Müller-Gärtner H W, Baisch H, Wiegel T, Kremer B, Schneider C
Department of Nuclear Medicine, University of Hamburg, West Germany.
J Clin Endocrinol Metab. 1989 Jan;68(1):39-45. doi: 10.1210/jcem-68-1-39.
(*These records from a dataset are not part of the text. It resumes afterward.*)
//! Core data models for predictive document analysis.
//!
//! These types describe the chunks that enter the engine, the specification
//! forwarded to every inference call, and the merged result and statistics
//! that leave it. Everything here lives for a single orchestration run.
//!
//! Wire names follow the JSON contract shared with the inference service
//! and the (external) HTTP layer, so serde renames fields to camelCase.

use std::fmt;
use std::str::FromStr;

use serde::{Deserialize, Serialize};

/// One unit of extracted document text, in reading order.
#[derive(Debug, Clone, PartialEq, Eq, Serialize, Deserialize)]
pub struct Chunk {
    pub id: i64,
    pub page: i64,
    pub content: String,
}

impl Chunk {
    pub fn new(id: i64, page: i64, content: impl Into<String>) -> Self {
        Self {
            id,
            page,
            content: content.into(),
        }
    }

    /// Content length in characters (Unicode scalar values).
    ///
    /// Batching limits are expressed in characters, not bytes, so that
    /// multi-byte text is not penalised relative to ASCII.
    pub fn char_len(&self) -> usize {
        self.content.chars().count()
    }
}

/// The flavour of analysis requested. Selects the system framing sent to
/// the inference service.
#[derive(Debug, Clone, Copy, PartialEq, Eq, Hash, Default, Serialize, Deserialize)]
#[serde(rename_all = "lowercase")]
pub enum AnalysisType {
    Contract,
    Financial,
    Technical,
    Compliance,
    #[default]
    General,
}

impl AnalysisType {
    pub const ALL: [AnalysisType; 5] = [
        AnalysisType::Contract,
        AnalysisType::Financial,
        AnalysisType::Technical,
        AnalysisType::Compliance,
        AnalysisType::General,
    ];

    pub fn as_str(&self) -> &'static str {
        match self {
            AnalysisType::Contract => "contract",
            AnalysisType::Financial => "financial",
            AnalysisType::Technical => "technical",
            AnalysisType::Compliance => "compliance",
            AnalysisType::General => "general",
        }
    }
}

impl fmt::Display for AnalysisType {
    fn fmt(&self, f: &mut fmt::Formatter<'_>) -> fmt::Result {
        f.write_str(self.as_str())
    }
}

impl FromStr for AnalysisType {
    type Err = String;

    fn from_str(s: &str) -> Result<Self, Self::Err> {
        let needle = s.trim().to_ascii_lowercase();
        AnalysisType::ALL
            .into_iter()
            .find(|t| t.as_str() == needle)
            .ok_or_else(|| {
                format!(
                    "unknown analysis type '{}'. Must be one of: contract, financial, technical, compliance, general",
                    s
                )
            })
    }
}

/// Declarative description of what to look for.
///
/// Opaque to the engine: it is handed unchanged to every inference call
/// alongside the batch being analysed.
#[derive(Debug, Clone, PartialEq, Eq, Serialize, Deserialize)]
#[serde(rename_all = "camelCase")]
pub struct AnalysisSpecification {
    #[serde(rename = "type", default)]
    pub analysis_type: AnalysisType,
    #[serde(default)]
    pub include_related_docs: bool,
    #[serde(default)]
    pub existing_documents: Vec<String>,
    pub title: String,
    pub category: String,
    pub company_id: i64,
    pub document_id: i64,
}

/// Importance of a missing document.
#[derive(Debug, Clone, Copy, PartialEq, Eq, Hash, Serialize, Deserialize)]
#[serde(rename_all = "lowercase")]
pub enum Priority {
    High,
    Medium,
    Low,
}

/// A document referenced by the analysed text but not present.
#[derive(Debug, Clone, PartialEq, Eq, Serialize, Deserialize)]
#[serde(rename_all = "camelCase")]
pub struct MissingDocument {
    pub document_name: String,
    pub document_type: String,
    pub reason: String,
    pub page: i64,
    pub priority: Priority,
}

/// Structured output of a single batch's inference call.
#[derive(Debug, Clone, Default, PartialEq, Eq, Serialize, Deserialize)]
#[serde(rename_all = "camelCase")]
pub struct PartialResult {
    #[serde(default)]
    pub missing_documents: Vec<MissingDocument>,
    #[serde(default)]
    pub recommendations: Vec<String>,
}

/// Merged answer across all succeeded batches, in batch order.
#[derive(Debug, Clone, Default, PartialEq, Eq, Serialize, Deserialize)]
#[serde(rename_all = "camelCase")]
pub struct AnalysisResult {
    pub missing_documents: Vec<MissingDocument>,
    pub recommendations: Vec<String>,
}

impl AnalysisResult {
    pub fn high_priority_count(&self) -> usize {
        self.missing_documents
            .iter()
            .filter(|d| d.priority == Priority::High)
            .count()
    }
}

/// Execution statistics for one orchestration run.
///
/// Produced exactly once per run that passes configuration checks and
/// never mutated afterwards.
#[derive(Debug, Clone, Default, PartialEq, Eq, Serialize, Deserialize)]
#[serde(rename_all = "camelCase")]
pub struct AnalysisStats {
    /// Input chunk count, independent of batching.
    pub total_chunks: usize,
    /// Batches produced by the planner-adjusted batcher.
    pub total_batches: usize,
    /// Inference invocations actually dispatched, failed ones included.
    pub ai_calls: usize,
    /// Wall time from orchestration start until settlement or deadline.
    pub duration_ms: u64,
    /// Invocations that returned an error.
    pub failed_batches: usize,
    /// Invocations still in flight when the deadline expired.
    #[serde(default)]
    pub abandoned_batches: usize,
    /// Set when the deadline elapsed before every batch settled.
    #[serde(default)]
    pub timed_out: bool,
}

/// What the engine hands back to its caller.
#[derive(Debug, Clone, PartialEq, Eq, Serialize, Deserialize)]
pub struct AnalysisOutcome {
    pub result: AnalysisResult,
    pub stats: AnalysisStats,
}
pub mod identifier_generator;
pub mod lottery_service;
pub mod post_service;

pub use identifier_generator::*;
pub use lottery_service::*;
pub use post_service::*;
The percentage of cells in the S/G2M fraction and the cytosol deoxythymidine kinase activity (TKA) were measured in autonomously functioning thyroid adenomas (AFTA) and paranodular tissue (PNT), with special regard to the impact of the patient's serum TSH concentration on DNA synthesis. The S/G2M fraction was determined by means of DNA flow cytometry, and TKA was determined by radioenzyme assay. The S/G2M fraction of AFTA (n = 15, median; 7.1%; range, 3.2-9.2%) exceeded the S/G2M fraction of normal thyroid tissue (n = 8; median, 2.8%; range, 2.3-4.0%; P = 0.008) and in 12 of 13 AFTA was 1.2- to 2.3-fold higher than the S/G2M fraction in the corresponding PNT (median, 4.0%; range, 2.5-6.7%; P = 0.0022). TKA of AFTA (n = 15; median, 681 microIU/mg; range, 432-854 microIU/mg) exceeded TKA of normal thyroid tissue (n = 8; median, 356 microIU/mg; range, 194-426 microIU/mg; P = 0.0001) and was 1.1- to 4.2-fold increased compared with TKA activity in the corresponding PNT (median, 430 microIU/mg; range, 162-570 microIU/mg; P = 0.001). In the absence of measurable serum TSH there was a constant increase in the S/G2M fractions and the TKA in AFTA vs. those in PNT. In patients treated with methimazole with serum TSH concentrations of 0.5 mIU/L or more, the S/G2M fraction and TKA in both AFTA and PNT were significantly higher than those in untreated patients with serum TSH concentrations of 0.5 mIU/L or less. In the majority of AFTA, functional autonomy and increased DNA synthesis are concomitant phenomena. Although TSH may stimulate DNA synthesis in both AFTA and PNT, measurable serum TSH concentrations are apparently not essential for DNA synthesis.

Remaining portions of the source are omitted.